Tidak ada cara lain. Mungkin tindakan Angga bisa dibilang tindak kriminalitas. Suasana sekitar begitu sepi karena orang-orang sedang malas keluar di tengah teriknya matahari siang itu. Angga mengeluarkan sapu tangan dari saku kemejanya. Sapu tangan yang sudah ia bubuhi obat tidur, berhasil membuat tubuh Tari melemah. Dosisnya memang sengaja ia atur agar tidak membuat Tari pingsan, karena ia tidak punya banyak waktu untuk menunggu gadis itu siuman.
Tari tidak bisa melawan pengaruh obat bius yang dipaksakan masuk lewat hidungnya. Ia tidak bisa meronta. Ia tidak bisa bicara. Sebelum tubuhnya lumpuh, ia meneriakkan nama Ari keras-keras. Namun tidak seperti harapan, teriakan itu tidak keluar dalam bentuk jeritan melalui tenggorokannya. Hanya menggema dalam tempurung kepalanya sendiri. “Kak Ari! Tolong!!

***

Sebuah ide tentang apa yang harus ia katakan terlintas di benak Ata tepat saat Papa muncul di hadapan mereka.
Papa menatap kedua anak kembarnya dengan alis terangkat. Detik ini dia baru menyadari begitu serupanya kedua anak ini meski waktu telah memisahkan mereka cukup lama. Bahkan mungkin ia akan kesulitan mengenali Ari kalau saja anak itu tidak memakai seragam sekolah.
“Ada yang ingin kalian bicarakan?” tanyanya datar.
“Ya. Ada sesuatu yang ingin Ata dengar dari mulut Papa,” sahut Ata tegas. “Mumpung Ata dan Ari berdiri di depan Papa sekarang, tolong beritahu kami apa yang membuat Papa membenci Mama.”
Ari tidak kalah kaget dengan Papa saat mendengar kalimat berani Ata. Setelah sekian lama, ia baru benar-benar disadarkan oleh pertanyaan yang selama ini mengganggunya. Apa yang membuat Papa begitu membenci Mama? Apa yang tiba-tiba membuat mereka bercerai bertahun-tahun yang lalu? Kini Ari ikut menatap papanya yang terdiam, menuntut jawaban.
Ditatap seperti itu oleh kedua anaknya, Papa menghela napas sejenak. “Duduklah,” katanya kemudian, menyuruh mereka duduk di salah satu sofa panjang.
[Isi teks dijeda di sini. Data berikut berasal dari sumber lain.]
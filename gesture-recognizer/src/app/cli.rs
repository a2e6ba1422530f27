//! Command-Line Interface

use clap::{Parser, Subcommand};
use std::path::PathBuf;

/// Gesture Recognizer - Classify multi-stroke pointer gestures against templates
#[derive(Parser, Debug)]
#[command(name = "gesture-rec")]
#[command(author, version, about, long_about = None)]
pub struct Cli {
    /// Subcommand to run
    #[command(subcommand)]
    pub command: Commands,

    /// Enable verbose output
    #[arg(short, long, global = true)]
    pub verbose: bool,

    /// Config file path
    #[arg(short, long, global = true)]
    pub config: Option<PathBuf>,
}

/// Available commands
#[derive(Subcommand, Debug)]
pub enum Commands {
    /// Classify a gesture file against the template library
    Classify {
        /// Template file or directory (defaults to the configured path)
        #[arg(short, long)]
        templates: Option<PathBuf>,

        /// Gesture file (JSON list of points)
        #[arg(short, long)]
        gesture: PathBuf,

        /// Gate the result against this expected label
        #[arg(short, long)]
        expected: Option<String>,

        /// Print the N best matches instead of only the winner
        #[arg(long, default_value = "1")]
        top: usize,
    },

    /// Replay an input script through a full session
    Replay {
        /// Template file or directory (defaults to the configured path)
        #[arg(short, long)]
        templates: Option<PathBuf>,

        /// Input script file
        #[arg(short, long)]
        script: PathBuf,

        /// Seed for the gesture queue (overrides config)
        #[arg(long)]
        seed: Option<u64>,
    },

    /// Convert a gesture file into a replayable input script
    Script {
        /// Gesture file (JSON list of points)
        #[arg(short, long)]
        gesture: PathBuf,

        /// Output script file
        #[arg(short, long)]
        output: PathBuf,

        /// Release ticks appended after the last stroke
        #[arg(long, default_value = "0")]
        idle_ticks: u32,
    },

    /// List templates
    List {
        /// Template file or directory (defaults to the configured path)
        #[arg(short, long)]
        templates: Option<PathBuf>,
    },

    /// Add a gesture to a template file
    Add {
        /// Gesture file (JSON list of points)
        #[arg(short, long)]
        gesture: PathBuf,

        /// Template name
        #[arg(short, long)]
        name: String,

        /// Template file to append to (created if missing)
        #[arg(short, long)]
        output: PathBuf,
    },

    /// Initialize configuration
    Init {
        /// Force overwrite existing config
        #[arg(short, long)]
        force: bool,
    },

    /// View configuration
    Config {
        #[command(subcommand)]
        action: ConfigAction,
    },
}

/// Config subcommands
#[derive(Subcommand, Debug)]
pub enum ConfigAction {
    /// Show current configuration
    Show,

    /// Get a specific configuration value
    Get {
        /// Configuration key (e.g., "gate.threshold", "capture.region.width")
        key: String,
    },

    /// Print the default config file location
    Path,
}

impl Cli {
    /// Parse command line arguments
    pub fn parse_args() -> Self {
        Self::parse()
    }
}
Ia duduk di hadapan kedua anaknya, terdiam lagi untuk mengulur waktu.
“Papa rasa kalian sudah cukup dewasa untuk menilai ini.” Pria paruh baya itu memijat pelipisnya. Otaknya memutar kembali peristiwa bertahun-tahun lalu, yang kemudian ia suarakan untuk didengar oleh kedua putranya. “Waktu itu Papa belum begitu berpengalaman bisnis. Jadi Papa termakan omongan teman. Papa menanamkan saham kepadanya dalam jumlah besar, dengan iming-iming keuntungan berlipat ganda. Kalian bisa menebak sendiri apa yang terjadi setelah itu.”
“Papa ditipu,” kata Ari.
“Dan Mama marah,” sambung Ata.
“Ya. Papa ditipu. Bukan hanya sekali, tapi dua kali. Papa memang bodoh. Widia jelas marah besar. Kalian tau waktu itu keluarga kita hidup pas-pasan. Tabungan kami ludes. Padahal kebutuhan kita semakin banyak. Setelah hari di mana Papa mengaku kalau Papa ditipu, semuanya menjadi berbeda. Tatapan dan sikap Widia tak lagi sama. Papa berusaha meyakinkan dia untuk bersabar dan memulai lagi pelan-pelan. Bagaimanapun caranya Papa akan berusaha agar kalian bisa bersekolah seperti biasa. Tapi suatu hari, mungkin karena Widia tidak tahan lagi, ia mengucapkan sesuatu yang tidak akan pernah Papa lupakan.” Perlahan rahang Papa mengeras. Ata dan Ari bertukar pandang sejenak.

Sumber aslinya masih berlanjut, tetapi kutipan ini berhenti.